Monta le luminarie e cade dalla scala: operaio in ospedale
LAMA DEI PELIGNI. Cade da quattro metri di altezza mentre monta le luminarie e riporta traumi ai piedi e una ferita lacero contusa al mento. Poteva avere conseguenze ben peggiori la caduta di un...
LAMA DEI PELIGNI. Cade da quattro metri di altezza mentre monta le luminarie e riporta traumi ai piedi e una ferita lacero contusa al mento. Poteva avere conseguenze ben peggiori la caduta di un operaio, A.C., 49 anni, di Altino, avvenuta ieri mattina a Lama dei Peligni. Come ricostruito dai carabinieri della stazione del paese, intervenuti sul luogo dell’incidente, l’uomo stava montando le luminarie in centro per una festa. La terza domenica del mese di maggio, infatti, nel paese delle sfogliatelle si festeggia il Santo Bambino, celebrazione molto sentita. Per cause ancora da accertare, attorno alle 11 l’operaio è scivolato dalla scala su cui era arrampicato. Un volo di circa quattro metri. Nonostante l’altezza A.C. è caduto sulle gambe, non ha per fortuna battuto la testa né si è piegato su un lato. Soccorso immediatamente dagli operatori della Croce Gialla, che fanno servizio di 118 a Lama, è stato poi trasportato in eliambulanza all’ospedale Santissima Annunziata di Chieti. Non ha mai perso conoscenza ma lamentava dolori ai talloni e aveva una ferita al mento. È stato quindi ricoverato in osservazione per accertamenti. Sul luogo dell’incidente nel frattempo sono giunti i carabinieri di Lama, che fanno parte della compagnia di Lanciano diretta dal capitano Vincenzo Orlando, e gli ispettori del servizio prevenzione sui luoghi di lavoro della Asl per rilevare se sono state rispettate o meno le norme di sicurezza. Una segnalazione è stata fatta anche in Procura.

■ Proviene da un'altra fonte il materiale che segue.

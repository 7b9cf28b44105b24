//! Unit tests for Scaleway lifecycle helpers.

use std::collections::HashMap;
use std::net::IpAddr;
use std::str::FromStr;
use std::time::Duration;

use scaleway_rs::{ScalewayApi, ScalewayImage};

use super::{InstanceSnapshot, ServerRecord, ServerSpec};
use crate::backend::DEFAULT_SSH_PORT;
use crate::config::ScalewayConfig;
use crate::scaleway::types::{Action, InstanceId, InstanceState, Zone};
use crate::scaleway::{ScalewayBackend, ScalewayBackendError};

fn ip(text: &str) -> IpAddr {
    IpAddr::from_str(text).unwrap_or_else(|err| panic!("parse {text}: {err}"))
}

fn snapshot(
    id: impl Into<InstanceId>,
    state: impl Into<InstanceState>,
    allowed: impl IntoIterator<Item = impl Into<Action>>,
    public_ip: Option<&str>,
) -> InstanceSnapshot {
    InstanceSnapshot {
        id: id.into(),
        name: String::from("harrier-test"),
        state: state.into(),
        allowed_actions: allowed.into_iter().map(Into::into).collect(),
        public_ip: public_ip.map(ip),
        private_ip: None,
    }
}

fn image(id: &str, arch: &str, state: &str, creation_date: &str) -> ScalewayImage {
    ScalewayImage {
        id: id.to_owned(),
        name: String::new(),
        arch: arch.to_owned(),
        creation_date: creation_date.to_owned(),
        modification_date: String::new(),
        from_server: None,
        organization: String::new(),
        public: true,
        state: state.to_owned(),
        project: String::new(),
        tags: vec![],
        zone: String::new(),
        root_volume: scaleway_rs::ScalewayImageRootVolume {
            id: String::new(),
            name: String::new(),
            size: 0,
            volume_type: String::new(),
        },
        default_bootscript: None,
        extra_volumes: scaleway_rs::ScalewayImageExtraVolumes {
            volumes: HashMap::new(),
        },
    }
}

fn dummy_config() -> ScalewayConfig {
    ScalewayConfig {
        access_key: None,
        secret_key: String::from("dummy"),
        default_organization_id: None,
        default_project_id: String::from("proj"),
        default_zone: String::from("zone"),
        default_instance_type: String::from("type"),
        default_image: String::from("label"),
        default_architecture: String::from("x86_64"),
    }
}

fn base_spec() -> ServerSpec {
    ServerSpec::from(&dummy_config())
}

fn backend_fixture() -> ScalewayBackend {
    ScalewayBackend {
        api: ScalewayApi::new("dummy"),
        config: dummy_config(),
        ssh_port: DEFAULT_SSH_PORT,
        poll_interval: Duration::from_millis(1),
        wait_timeout: Duration::from_millis(5),
    }
}

#[test]
fn spec_mirrors_configuration() {
    let spec = base_spec();
    assert_eq!(spec.image_label, "label");
    assert_eq!(spec.instance_type, "type");
    assert_eq!(spec.zone, "zone");
    assert_eq!(spec.project_id, "proj");
    assert_eq!(spec.architecture, "x86_64");
}

#[test]
fn server_record_prefers_legacy_public_ip_and_parses_private() {
    let record: ServerRecord = serde_json::from_str(
        r#"{
            "id": "srv-1",
            "name": "harrier-test",
            "state": "running",
            "allowed_actions": ["poweroff", "terminate"],
            "public_ip": {"address": "51.15.0.1"},
            "public_ips": [{"address": "51.15.0.2"}],
            "private_ip": "10.1.2.3",
            "unrelated": true
        }"#,
    )
    .expect("server record");

    let snap = InstanceSnapshot::from(record);
    assert_eq!(snap.public_ip, Some(ip("51.15.0.1")));
    assert_eq!(snap.private_ip, Some(ip("10.1.2.3")));
    assert!(snap.allows("terminate"));
    assert!(!snap.allows("poweron"));
}

#[test]
fn routed_server_uses_public_address_as_private() {
    let record: ServerRecord = serde_json::from_str(
        r#"{"id": "srv-2", "name": "n", "state": "running",
            "public_ip": null, "public_ips": [{"address": "51.15.0.9"}]}"#,
    )
    .expect("server record");

    let addresses = InstanceSnapshot::from(record).addresses(2222);
    assert_eq!(addresses.public, Some(ip("51.15.0.9")));
    assert_eq!(addresses.private, Some(ip("51.15.0.9")));
    assert_eq!(addresses.ssh_port, 2222);
}

#[tokio::test]
async fn power_on_if_needed_returns_ok_for_running() {
    let snap = snapshot("id", "running", [Action::from("poweron")], Some("1.1.1.1"));
    let zone = Zone::from("zone");
    let result = backend_fixture().power_on_if_needed(&zone, &snap).await;
    assert!(result.is_ok());
}

#[tokio::test]
async fn power_on_if_needed_errors_when_not_allowed() {
    let snap = snapshot("id", "stopped", Vec::<Action>::new(), None);
    let zone = Zone::from("zone");
    let result = backend_fixture().power_on_if_needed(&zone, &snap).await;
    assert!(matches!(
        result,
        Err(ScalewayBackendError::CannotPowerOn { .. })
    ));
}

mod wait;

Appena sette giorni fa c’è stato un incidente simile in una fabbrica di Atessa: un operaio di 53 anni, C.A.D.G., di Sant’Eusanio del Sangro, è scivolato da un ponteggio mobile, da un’altezza di circa quattro metri, mentre stava montando alcune attrezzature in una fabbrica. L’operaio ha battuto violentemente la testa e ha avuto altri traumi, giudicati guaribili in trenta giorni. Stessa caduta da parte di un sessantenne, G.R., di Lanciano, che lo scorso marzo è scivolato da una scala, da una altezza di due metri e ha battuto la testa riportando un trauma cranico con emorragie interne. (t.d.r.)